Task objective —
Once you have read the entries, copy all of them exactly.
Data to examine section start
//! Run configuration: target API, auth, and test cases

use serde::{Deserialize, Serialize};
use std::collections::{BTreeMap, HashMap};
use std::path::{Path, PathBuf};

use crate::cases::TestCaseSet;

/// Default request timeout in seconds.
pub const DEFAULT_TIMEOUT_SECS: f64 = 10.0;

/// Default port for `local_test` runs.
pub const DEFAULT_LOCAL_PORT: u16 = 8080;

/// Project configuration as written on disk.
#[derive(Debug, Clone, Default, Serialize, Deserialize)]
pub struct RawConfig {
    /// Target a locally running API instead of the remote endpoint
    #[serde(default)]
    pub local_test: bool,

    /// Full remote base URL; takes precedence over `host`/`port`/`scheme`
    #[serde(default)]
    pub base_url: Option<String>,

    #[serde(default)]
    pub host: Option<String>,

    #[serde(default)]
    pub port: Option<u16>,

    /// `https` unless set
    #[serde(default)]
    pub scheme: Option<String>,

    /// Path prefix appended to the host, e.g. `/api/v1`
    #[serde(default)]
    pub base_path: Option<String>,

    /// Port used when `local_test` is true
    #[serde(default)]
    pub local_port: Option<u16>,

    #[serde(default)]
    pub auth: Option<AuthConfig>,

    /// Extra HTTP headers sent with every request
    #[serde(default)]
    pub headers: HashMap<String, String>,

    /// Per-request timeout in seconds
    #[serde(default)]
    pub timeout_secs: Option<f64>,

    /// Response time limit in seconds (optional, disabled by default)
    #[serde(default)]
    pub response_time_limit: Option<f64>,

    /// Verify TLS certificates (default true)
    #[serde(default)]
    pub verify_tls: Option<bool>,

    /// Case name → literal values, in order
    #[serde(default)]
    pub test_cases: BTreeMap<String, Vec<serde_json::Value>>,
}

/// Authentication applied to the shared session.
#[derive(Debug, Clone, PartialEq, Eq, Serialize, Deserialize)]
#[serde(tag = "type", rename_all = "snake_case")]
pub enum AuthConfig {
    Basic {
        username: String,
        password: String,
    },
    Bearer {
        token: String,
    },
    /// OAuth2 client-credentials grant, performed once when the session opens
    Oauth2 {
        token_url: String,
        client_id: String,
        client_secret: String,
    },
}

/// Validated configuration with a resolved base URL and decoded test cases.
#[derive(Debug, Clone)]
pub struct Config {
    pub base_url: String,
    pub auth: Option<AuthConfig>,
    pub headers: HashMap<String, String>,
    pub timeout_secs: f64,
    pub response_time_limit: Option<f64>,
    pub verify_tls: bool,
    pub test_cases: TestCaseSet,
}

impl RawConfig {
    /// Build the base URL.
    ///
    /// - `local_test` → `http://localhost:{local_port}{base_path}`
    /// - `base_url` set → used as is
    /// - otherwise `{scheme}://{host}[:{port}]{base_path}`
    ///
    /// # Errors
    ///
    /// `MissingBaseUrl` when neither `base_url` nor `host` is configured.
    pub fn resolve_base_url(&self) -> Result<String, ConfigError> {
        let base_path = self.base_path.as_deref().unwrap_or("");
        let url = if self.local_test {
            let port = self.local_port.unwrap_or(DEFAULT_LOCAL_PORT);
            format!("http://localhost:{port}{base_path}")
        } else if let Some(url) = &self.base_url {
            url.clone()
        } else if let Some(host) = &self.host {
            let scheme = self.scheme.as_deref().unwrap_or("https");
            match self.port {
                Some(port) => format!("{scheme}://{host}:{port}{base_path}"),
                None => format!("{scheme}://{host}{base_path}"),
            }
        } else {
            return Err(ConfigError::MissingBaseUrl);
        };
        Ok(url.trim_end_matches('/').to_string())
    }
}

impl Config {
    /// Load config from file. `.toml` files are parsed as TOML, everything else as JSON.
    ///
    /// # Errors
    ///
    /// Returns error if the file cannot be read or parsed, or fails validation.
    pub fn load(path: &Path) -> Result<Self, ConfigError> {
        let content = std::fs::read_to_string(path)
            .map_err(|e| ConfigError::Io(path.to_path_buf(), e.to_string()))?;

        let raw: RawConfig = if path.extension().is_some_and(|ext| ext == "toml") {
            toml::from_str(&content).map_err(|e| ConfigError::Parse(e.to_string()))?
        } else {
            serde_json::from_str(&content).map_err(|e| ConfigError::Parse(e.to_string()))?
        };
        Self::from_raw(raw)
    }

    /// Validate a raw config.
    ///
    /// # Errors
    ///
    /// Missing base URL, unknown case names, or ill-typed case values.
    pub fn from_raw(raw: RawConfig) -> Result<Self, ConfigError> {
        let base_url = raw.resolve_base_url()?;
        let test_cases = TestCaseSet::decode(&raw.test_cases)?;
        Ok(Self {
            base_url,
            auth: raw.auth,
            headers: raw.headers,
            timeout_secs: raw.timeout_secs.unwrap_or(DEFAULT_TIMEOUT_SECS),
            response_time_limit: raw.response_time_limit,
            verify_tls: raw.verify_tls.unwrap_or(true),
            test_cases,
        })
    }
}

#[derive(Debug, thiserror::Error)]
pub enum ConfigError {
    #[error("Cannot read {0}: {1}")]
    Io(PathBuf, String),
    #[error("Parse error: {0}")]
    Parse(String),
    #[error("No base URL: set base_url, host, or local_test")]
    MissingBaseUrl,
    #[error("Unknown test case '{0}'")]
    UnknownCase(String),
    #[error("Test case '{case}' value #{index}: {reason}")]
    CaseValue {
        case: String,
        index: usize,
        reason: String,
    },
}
Data to examine section end
Finished task —
//! Run configuration: target API, auth, and test cases

use serde::{Deserialize, Serialize};
use std::collections::{BTreeMap, HashMap};
use std::path::{Path, PathBuf};

use crate::cases::TestCaseSet;

/// Default request timeout in seconds.
pub const DEFAULT_TIMEOUT_SECS: f64 = 10.0;

/// Default port for `local_test` runs.
pub const DEFAULT_LOCAL_PORT: u16 = 8080;

/// Project configuration as written on disk.
#[derive(Debug, Clone, Default, Serialize, Deserialize)]
pub struct RawConfig {
    /// Target a locally running API instead of the remote endpoint
    #[serde(default)]
    pub local_test: bool,

    /// Full remote base URL; takes precedence over `host`/`port`/`scheme`
    #[serde(default)]
    pub base_url: Option<String>,

    #[serde(default)]
    pub host: Option<String>,

    #[serde(default)]
    pub port: Option<u16>,

    /// `https` unless set
    #[serde(default)]
    pub scheme: Option<String>,

    /// Path prefix appended to the host, e.g. `/api/v1`
    #[serde(default)]
    pub base_path: Option<String>,

    /// Port used when `local_test` is true
    #[serde(default)]
    pub local_port: Option<u16>,

    #[serde(default)]
    pub auth: Option<AuthConfig>,

    /// Extra HTTP headers sent with every request
    #[serde(default)]
    pub headers: HashMap<String, String>,

    /// Per-request timeout in seconds
    #[serde(default)]
    pub timeout_secs: Option<f64>,

    /// Response time limit in seconds (optional, disabled by default)
    #[serde(default)]
    pub response_time_limit: Option<f64>,

    /// Verify TLS certificates (default true)
    #[serde(default)]
    pub verify_tls: Option<bool>,

    /// Case name → literal values, in order
    #[serde(default)]
    pub test_cases: BTreeMap<String, Vec<serde_json::Value>>,
}

/// Authentication applied to the shared session.
#[derive(Debug, Clone, PartialEq, Eq, Serialize, Deserialize)]
#[serde(tag = "type", rename_all = "snake_case")]
pub enum AuthConfig {
    Basic {
        username: String,
        password: String,
    },
    Bearer {
        token: String,
    },
    /// OAuth2 client-credentials grant, performed once when the session opens
    Oauth2 {
        token_url: String,
        client_id: String,
        client_secret: String,
    },
}

/// Validated configuration with a resolved base URL and decoded test cases.
#[derive(Debug, Clone)]
pub struct Config {
    pub base_url: String,
    pub auth: Option<AuthConfig>,
    pub headers: HashMap<String, String>,
    pub timeout_secs: f64,
    pub response_time_limit: Option<f64>,
    pub verify_tls: bool,
    pub test_cases: TestCaseSet,
}

impl RawConfig {
    /// Build the base URL.
    ///
    /// - `local_test` → `http://localhost:{local_port}{base_path}`
    /// - `base_url` set → used as is
    /// - otherwise `{scheme}://{host}[:{port}]{base_path}`
    ///
    /// # Errors
    ///
    /// `MissingBaseUrl` when neither `base_url` nor `host` is configured.
    pub fn resolve_base_url(&self) -> Result<String, ConfigError> {
        let base_path = self.base_path.as_deref().unwrap_or("");
        let url = if self.local_test {
            let port = self.local_port.unwrap_or(DEFAULT_LOCAL_PORT);
            format!("http://localhost:{port}{base_path}")
        } else if let Some(url) = &self.base_url {
            url.clone()
        } else if let Some(host) = &self.host {
            let scheme = self.scheme.as_deref().unwrap_or("https");
            match self.port {
                Some(port) => format!("{scheme}://{host}:{port}{base_path}"),
                None => format!("{scheme}://{host}{base_path}"),
            }
        } else {
            return Err(ConfigError::MissingBaseUrl);
        };
        Ok(url.trim_end_matches('/').to_string())
    }
}

impl Config {
    /// Load config from file. `.toml` files are parsed as TOML, everything else as JSON.
    ///
    /// # Errors
    ///
    /// Returns error if the file cannot be read or parsed, or fails validation.
    pub fn load(path: &Path) -> Result<Self, ConfigError> {
        let content = std::fs::read_to_string(path)
            .map_err(|e| ConfigError::Io(path.to_path_buf(), e.to_string()))?;

        let raw: RawConfig = if path.extension().is_some_and(|ext| ext == "toml") {
            toml::from_str(&content).map_err(|e| ConfigError::Parse(e.to_string()))?
        } else {
            serde_json::from_str(&content).map_err(|e| ConfigError::Parse(e.to_string()))?
        };
        Self::from_raw(raw)
    }

    /// Validate a raw config.
    ///
    /// # Errors
    ///
    /// Missing base URL, unknown case names, or ill-typed case values.
    pub fn from_raw(raw: RawConfig) -> Result<Self, ConfigError> {
        let base_url = raw.resolve_base_url()?;
        let test_cases = TestCaseSet::decode(&raw.test_cases)?;
        Ok(Self {
            base_url,
            auth: raw.auth,
            headers: raw.headers,
            timeout_secs: raw.timeout_secs.unwrap_or(DEFAULT_TIMEOUT_SECS),
            response_time_limit: raw.response_time_limit,
            verify_tls: raw.verify_tls.unwrap_or(true),
            test_cases,
        })
    }
}

#[derive(Debug, thiserror::Error)]
pub enum ConfigError {
    #[error("Cannot read {0}: {1}")]
    Io(PathBuf, String),
    #[error("Parse error: {0}")]
    Parse(String),
    #[error("No base URL: set base_url, host, or local_test")]
    MissingBaseUrl,
    #[error("Unknown test case '{0}'")]
    UnknownCase(String),
    #[error("Test case '{case}' value #{index}: {reason}")]
    CaseValue {
        case: String,
        index: usize,
        reason: String,
    },
}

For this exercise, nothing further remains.